(RECORDS FOR PROCESSING begins)

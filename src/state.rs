//! Persisted per-service monitoring state.
//!
//! One JSON document, rewritten atomically (temp file, fsync, rename) at
//! the end of every cycle so the file always reflects exactly one cycle's
//! in-memory state.
use std::collections::BTreeMap;
use std::fs::{self, File};
use std::io::Write;
use std::path::Path;

use serde::{Deserialize, Serialize};
use tracing::debug;

use crate::error::StateFileError;
use crate::service::{Monitor, ServiceTable};

/// State carried across reloads for one service.
#[derive(Debug, Clone, PartialEq, Eq, Serialize, Deserialize)]
pub struct PersistedService {
    pub monitor: Monitor,
    /// Starts inside the restart-budget window at snapshot time.
    pub nstart: u32,
    /// Cycle counter at snapshot time.
    pub ncycle: u64,
}

/// Snapshot of the whole service table after one cycle.
#[derive(Debug, Clone, Default, PartialEq, Eq, Serialize, Deserialize)]
pub struct StateFile {
    pub cycle: u64,
    pub services: BTreeMap<String, PersistedService>,
}

impl StateFile {
    /// Captures the current monitor state and restart counters.
    pub fn snapshot(table: &ServiceTable, cycle: u64) -> Self {
        let services = table
            .iter()
            .map(|s| {
                (
                    s.name.clone(),
                    PersistedService {
                        monitor: s.monitor,
                        nstart: s.budget.count_in_window(cycle),
                        ncycle: cycle,
                    },
                )
            })
            .collect();
        Self { cycle, services }
    }

    /// Writes the snapshot as a full rewrite with fsync, then renames it
    /// into place so readers never observe a partial file.
    pub fn save(&self, path: &Path) -> Result<(), StateFileError> {
        let tmp = path.with_extension("tmp");
        let mut file = File::create(&tmp)?;
        serde_json::to_writer_pretty(&mut file, self)?;
        file.write_all(b"\n")?;
        file.sync_all()?;
        fs::rename(&tmp, path)?;
        Ok(())
    }

    /// Loads a previously saved snapshot. A missing file is a first run
    /// and yields the empty state; a corrupt file is an error, and the
    /// daemon refuses to start on it.
    pub fn load(path: &Path) -> Result<Self, StateFileError> {
        if !path.exists() {
            return Ok(Self::default());
        }
        let raw = fs::read_to_string(path)?;
        Ok(serde_json::from_str(&raw)?)
    }

    /// Applies persisted state onto a freshly parsed service table.
    /// Services unknown to the file default to `Init`; entries for
    /// services that no longer exist are ignored.
    pub fn apply(&self, table: &mut ServiceTable) {
        for service in table.iter_mut() {
            match self.services.get(&service.name) {
                Some(persisted) => {
                    service.monitor = match persisted.monitor {
                        // An action was in flight when the snapshot was
                        // taken; treat it as freshly enabled.
                        Monitor::Waiting => Monitor::Init,
                        other => other,
                    };
                    service.budget.seed(persisted.nstart, persisted.ncycle);
                }
                None => {
                    debug!("'{}' has no persisted state, starting fresh", service.name);
                    service.monitor = Monitor::Init;
                }
            }
        }
    }
}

(RECORDS FOR PROCESSING ends)

→ **EXERCISE INSTRUCTIONS**: Write down the entire listing above verbatim.

→ **TASK SOLUTION**:
filename src/state.rs
//! Persisted per-service monitoring state.
//!
//! One JSON document, rewritten atomically (temp file, fsync, rename) at
//! the end of every cycle so the file always reflects exactly one cycle's
//! in-memory state.
use std::collections::BTreeMap;
use std::fs::{self, File};
use std::io::Write;
use std::path::Path;

use serde::{Deserialize, Serialize};
use tracing::debug;

use crate::error::StateFileError;
use crate::service::{Monitor, ServiceTable};

/// State carried across reloads for one service.
#[derive(Debug, Clone, PartialEq, Eq, Serialize, Deserialize)]
pub struct PersistedService {
    pub monitor: Monitor,
    /// Starts inside the restart-budget window at snapshot time.
    pub nstart: u32,
    /// Cycle counter at snapshot time.
    pub ncycle: u64,
}

/// Snapshot of the whole service table after one cycle.
#[derive(Debug, Clone, Default, PartialEq, Eq, Serialize, Deserialize)]
pub struct StateFile {
    pub cycle: u64,
    pub services: BTreeMap<String, PersistedService>,
}

impl StateFile {
    /// Captures the current monitor state and restart counters.
    pub fn snapshot(table: &ServiceTable, cycle: u64) -> Self {
        let services = table
            .iter()
            .map(|s| {
                (
                    s.name.clone(),
                    PersistedService {
                        monitor: s.monitor,
                        nstart: s.budget.count_in_window(cycle),
                        ncycle: cycle,
                    },
                )
            })
            .collect();
        Self { cycle, services }
    }

    /// Writes the snapshot as a full rewrite with fsync, then renames it
    /// into place so readers never observe a partial file.
    pub fn save(&self, path: &Path) -> Result<(), StateFileError> {
        let tmp = path.with_extension("tmp");
        let mut file = File::create(&tmp)?;
        serde_json::to_writer_pretty(&mut file, self)?;
        file.write_all(b"\n")?;
        file.sync_all()?;
        fs::rename(&tmp, path)?;
        Ok(())
    }

    /// Loads a previously saved snapshot. A missing file is a first run
    /// and yields the empty state; a corrupt file is an error, and the
    /// daemon refuses to start on it.
    pub fn load(path: &Path) -> Result<Self, StateFileError> {
        if !path.exists() {
            return Ok(Self::default());
        }
        let raw = fs::read_to_string(path)?;
        Ok(serde_json::from_str(&raw)?)
    }

    /// Applies persisted state onto a freshly parsed service table.
    /// Services unknown to the file default to `Init`; entries for
    /// services that no longer exist are ignored.
    pub fn apply(&self, table: &mut ServiceTable) {
        for service in table.iter_mut() {
            match self.services.get(&service.name) {
                Some(persisted) => {
                    service.monitor = match persisted.monitor {
                        // An action was in flight when the snapshot was
                        // taken; treat it as freshly enabled.
                        Monitor::Waiting => Monitor::Init,
                        other => other,
                    };
                    service.budget.seed(persisted.nstart, persisted.ncycle);
                }
                None => {
                    debug!("'{}' has no persisted state, starting fresh", service.name);
                    service.monitor = Monitor::Init;
                }
            }
        }
    }
}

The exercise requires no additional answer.